根據工作傷害受害人協會前秘書長顧玉玲(2001)的記述,由於「台幣升值導至利潤下降,RCA才於一九九二年停產關廠,逾萬名耗盡青春的中年女工也就隨之失業。一九九四年,趙少康揭發RCA廠嚴重公害污染問題,經環保署、工研院調查研究,才發現RCA廠多年來直接傾倒有毒廢料、有機溶劑,造成廠址土壞、水源破壞殆盡,技術上無法整治,已成永久污染區。連離廠區二公里遠的地下水都含有過量的三氯乙烯、四氯乙烯,超出飲用水標準的一千倍!已離職多年的員工更陸續傳出罹患肝癌、肺癌、大腸癌、胃癌、骨癌、鼻咽癌、淋巴癌、乳癌、腫瘤等職業性癌症,已證實至少有一○五九人罹患癌症,二一六人癌症死亡,一○二人罹患各式腫瘤,專家指出,RCA員工的罹癌率為一般人的二十∼一百倍! 三氯乙烯、四氯乙烯等有機污染物,在科學上稱之為DNAPL,意即很難清除,形成永久性污染。對人體的危害,則藉吸入、接觸、飲用等途徑。廠裡的老員工至今回憶起來,都感慨地說:『難怪那些外籍主管都喝礦泉水,只有我們這些傻工人,天天喝毒水,住在廠裡,吃在廠裡,連洗澡的水都是有毒的!』」(顧玉玲,2001.5.9.,〈 台灣綠色矽島的黑色危機〉,《自由時報》。)

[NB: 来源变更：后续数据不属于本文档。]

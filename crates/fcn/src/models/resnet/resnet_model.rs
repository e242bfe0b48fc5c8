//! # `ResNet` Feature Backbone
//!
//! The torchvision `ResNet` trunk with the classifier removed:
//!
//! ```text
//! conv 7x7/2 -> bn -> relu -> maxpool 3x3/2   (stride 4)
//! layer1                                      (stride 4)
//! layer2                                      (stride 8;  shallow tap)
//! layer3                                      (stride 16; mid tap)
//! layer4                                      (stride 32; deep tap)
//! ```
//!
//! An output stride of 16 or 8 replaces the stride of ``layer4`` (and
//! ``layer3``) with dilation, keeping the pretrained receptive fields.

use crate::layers::blocks::conv_norm::{ConvNorm2d, ConvNorm2dConfig, ConvNorm2dMeta};
use crate::models::backbone::{BackboneMeta, FeatureTaps};
use crate::models::resnet::bottleneck::BOTTLENECK_EXPANSION;
use crate::models::resnet::layer_block::{LayerBlock, LayerBlockConfig, LayerBlockMeta};
use crate::models::resnet::util::{RESNET_OUTPUT_STRIDES, layer_stride_schedule};
use bimm_contracts::{ShapeContract, shape_contract};
use burn::config::Config;
use burn::module::Module;
use burn::nn::conv::Conv2dConfig;
use burn::nn::pool::{MaxPool2d, MaxPool2dConfig};
use burn::nn::{PaddingConfig2d, Relu};
use burn::prelude::{Backend, Tensor};

/// Base widths of ``layer1`` .. ``layer4``.
pub const RESNET_LAYER_PLANES: [usize; 4] = [64, 128, 256, 512];

/// Width of the ``conv1`` stem.
pub const RESNET_STEM_PLANES: usize = 64;

/// [`ResNet`] Config.
#[derive(Config, Debug)]
pub struct ResNetConfig {
    /// Number of blocks in each of the four layers.
    pub layers: [usize; 4],

    /// Use bottleneck blocks.
    #[config(default = false)]
    pub bottleneck: bool,

    /// Number of input image channels.
    #[config(default = 3)]
    pub in_channels: usize,

    /// Stride of the deepest tap; one of 8, 16, 32.
    #[config(default = 32)]
    pub output_stride: usize,
}

impl ResNetConfig {
    /// `ResNet-18`.
    pub fn resnet18() -> Self {
        Self::new([2, 2, 2, 2])
    }

    /// `ResNet-34`.
    pub fn resnet34() -> Self {
        Self::new([3, 4, 6, 3])
    }

    /// `ResNet-50`.
    pub fn resnet50() -> Self {
        Self::new([3, 4, 6, 3]).with_bottleneck(true)
    }

    /// `ResNet-101`.
    pub fn resnet101() -> Self {
        Self::new([3, 4, 23, 3]).with_bottleneck(true)
    }

    /// `ResNet-152`.
    pub fn resnet152() -> Self {
        Self::new([3, 8, 36, 3]).with_bottleneck(true)
    }

    /// Check if the config is valid.
    pub fn try_validate(&self) -> Result<(), String> {
        if !RESNET_OUTPUT_STRIDES.contains(&self.output_stride) {
            return Err(format!(
                "output_stride must be one of {:?}, found {}",
                RESNET_OUTPUT_STRIDES, self.output_stride
            ));
        }
        if let Some(idx) = self.layers.iter().position(|&n| n == 0) {
            return Err(format!("layer{} has no blocks", idx + 1));
        }
        Ok(())
    }

    /// Panic if `try_validate` returns an error.
    pub fn expect_valid(&self) {
        if let Err(err) = self.try_validate() {
            panic!("{}", err);
        }
    }

    fn expansion(&self) -> usize {
        if self.bottleneck {
            BOTTLENECK_EXPANSION
        } else {
            1
        }
    }

    /// The configs of ``layer1`` .. ``layer4``.
    ///
    /// # Panics
    ///
    /// If the config is invalid.
    pub fn layer_configs(&self) -> Vec<LayerBlockConfig> {
        self.expect_valid();
        let schedule = layer_stride_schedule(self.output_stride)
            .unwrap_or_else(|| unreachable!("validated output stride"));

        let mut in_planes = RESNET_STEM_PLANES;
        let mut prev_dilation = 1;
        schedule
            .iter()
            .zip(RESNET_LAYER_PLANES)
            .zip(self.layers)
            .map(|((&(stride, dilation), planes), num_blocks)| {
                let layer = LayerBlockConfig::build(
                    num_blocks,
                    in_planes,
                    planes,
                    stride,
                    prev_dilation,
                    dilation,
                    self.bottleneck,
                );
                in_planes = layer.out_planes();
                prev_dilation = dilation;
                layer
            })
            .collect()
    }

    /// Initialize a [`ResNet`] backbone.
    pub fn init<B: Backend>(
        &self,
        device: &B::Device,
    ) -> ResNet<B> {
        let stem: ConvNorm2dConfig =
            Conv2dConfig::new([self.in_channels, RESNET_STEM_PLANES], [7, 7])
                .with_stride([2, 2])
                .with_padding(PaddingConfig2d::Explicit(3, 3))
                .with_bias(false)
                .into();

        ResNet {
            input_conv_norm: stem.init(device),
            act: Relu::new(),
            maxpool: MaxPool2dConfig::new([3, 3])
                .with_strides([2, 2])
                .with_padding(PaddingConfig2d::Explicit(1, 1))
                .init(),
            layers: self
                .layer_configs()
                .iter()
                .map(|layer| layer.init(device))
                .collect(),
        }
    }
}

impl BackboneMeta for ResNetConfig {
    fn in_channels(&self) -> usize {
        self.in_channels
    }

    fn tap_channels(&self) -> [usize; 3] {
        let e = self.expansion();
        [
            RESNET_LAYER_PLANES[1] * e,
            RESNET_LAYER_PLANES[2] * e,
            RESNET_LAYER_PLANES[3] * e,
        ]
    }

    fn tap_strides(&self) -> [usize; 3] {
        let os = self.output_stride;
        [8.min(os), 16.min(os), os]
    }

    fn min_input_size(&self) -> usize {
        self.output_stride
    }
}

/// `ResNet` feature backbone.
#[derive(Module, Debug)]
pub struct ResNet<B: Backend> {
    /// ``conv1`` / ``bn1`` stem.
    pub input_conv_norm: ConvNorm2d<B>,

    /// Stem activation.
    pub act: Relu,

    /// Stem pool.
    pub maxpool: MaxPool2d,

    /// ``layer1`` .. ``layer4``.
    pub layers: Vec<LayerBlock<B>>,
}

impl<B: Backend> BackboneMeta for ResNet<B> {
    fn in_channels(&self) -> usize {
        self.input_conv_norm.in_channels()
    }

    fn tap_channels(&self) -> [usize; 3] {
        [
            self.layers[1].out_planes(),
            self.layers[2].out_planes(),
            self.layers[3].out_planes(),
        ]
    }

    fn tap_strides(&self) -> [usize; 3] {
        self.to_config().tap_strides()
    }

    fn min_input_size(&self) -> usize {
        self.to_config().min_input_size()
    }
}

impl<B: Backend> ResNet<B> {
    /// Recover the [`ResNetConfig`] from the module structure.
    pub fn to_config(&self) -> ResNetConfig {
        let output_stride = self.input_conv_norm.stride()[0]
            * 2
            * self.layers.iter().map(|l| l.stride()).product::<usize>();

        let mut layers = [0; 4];
        for (n, layer) in layers.iter_mut().zip(&self.layers) {
            *n = layer.len();
        }

        ResNetConfig::new(layers)
            .with_bottleneck(self.layers[0].blocks[0].is_bottleneck())
            .with_in_channels(self.in_channels())
            .with_output_stride(output_stride)
    }

    /// Run the trunk, collecting the ``layer2`` .. ``layer4`` outputs.
    ///
    /// # Arguments
    ///
    /// - `input`: ``[batch, in_channels, height, width]``;
    ///   ``height`` and ``width`` must be multiples of the output stride.
    pub fn forward_features(
        &self,
        input: Tensor<B, 4>,
    ) -> FeatureTaps<B> {
        static INPUT_CONTRACT: ShapeContract = shape_contract![
            "batch",
            "in_channels",
            "height" = "h" * "output_stride",
            "width" = "w" * "output_stride",
        ];
        INPUT_CONTRACT.assert_shape(
            &input,
            &[
                ("in_channels", self.in_channels()),
                ("output_stride", self.size_divisor())
            ],
        );

        let x = self.input_conv_norm.forward(input);
        let x = self.act.forward(x);
        let x = self.maxpool.forward(x);

        let x = self.layers[0].forward(x);
        let shallow = self.layers[1].forward(x);
        let mid = self.layers[2].forward(shallow.clone());
        let deep = self.layers[3].forward(mid.clone());

        FeatureTaps { shallow, mid, deep }
    }

    /// The largest block dilation of each layer.
    pub fn layer_dilations(&self) -> Vec<usize> {
        self.layers.iter().map(|l| l.dilation()).collect()
    }
}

面對著畫面中哭訴「沒有了乳房,這那叫女人」的乳癌女工,我不忍直視她的身體。為什麼大企業有恃無恐,而活生生的工人走投無路?我認為兩者差異最大的因素在於「移動力」。

雖然目前資本主義下的勞動力是屬於勞動者的,勞動者可以「自由」選擇把勞動力販賣給誰?要不要賣?以及,到那裡賣?現代工人雖然不像歐洲封建時期「農奴」的勞動力不僅屬於地主,且人是依於土地的,很難移動;但是現代工人也不那麼「輕易」移動,RCA女工則屬於這一群人,她們的親屬連帶、財產、文化資本等都是局現在台灣當地的。然而資本的流動卻不然,RCA從美國到台灣建廠,脫手後廠房土地轉賣給湯姆生、湯姆生再轉給奇異公司。一如「賣命工作的誘惑」中提到的ValuJet航空公司空難責任難以歸屬一樣,RCA癌症化的女工求償無門。

該土地得到了兩億整治(即使沒有多大成效),人肉卻得不到任何職災賠償。「人肉比不上土地」,謝國雄(1992)用過就丟的人肉邏輯依然明顯。當擁有勞動力的人肉失去勞動能力、無法為資本所用時,便可拋棄。謝國雄指出台灣職災的三個特性:隱藏化、異常化、補償化。當RCA的例子被爆料出來後,即使去隱藏化,也仍然打不到那個不提供安全工作環境的資本。而台灣在打跨國求償官司的同時,我們不得忽略的是:會不會有其他像RCA一樣的資本(如:核四、拜爾)讓台灣的工人身體和土地,繼續暴露在危害之下。即使RCA的例子求償到了,我們仍然必須關心國家是否能在未來職業災害防治的法律與行政管制之上,以台灣利益為主地思考與行動,而不是成為跨國資本運作下成本外部化的諂媚者之一。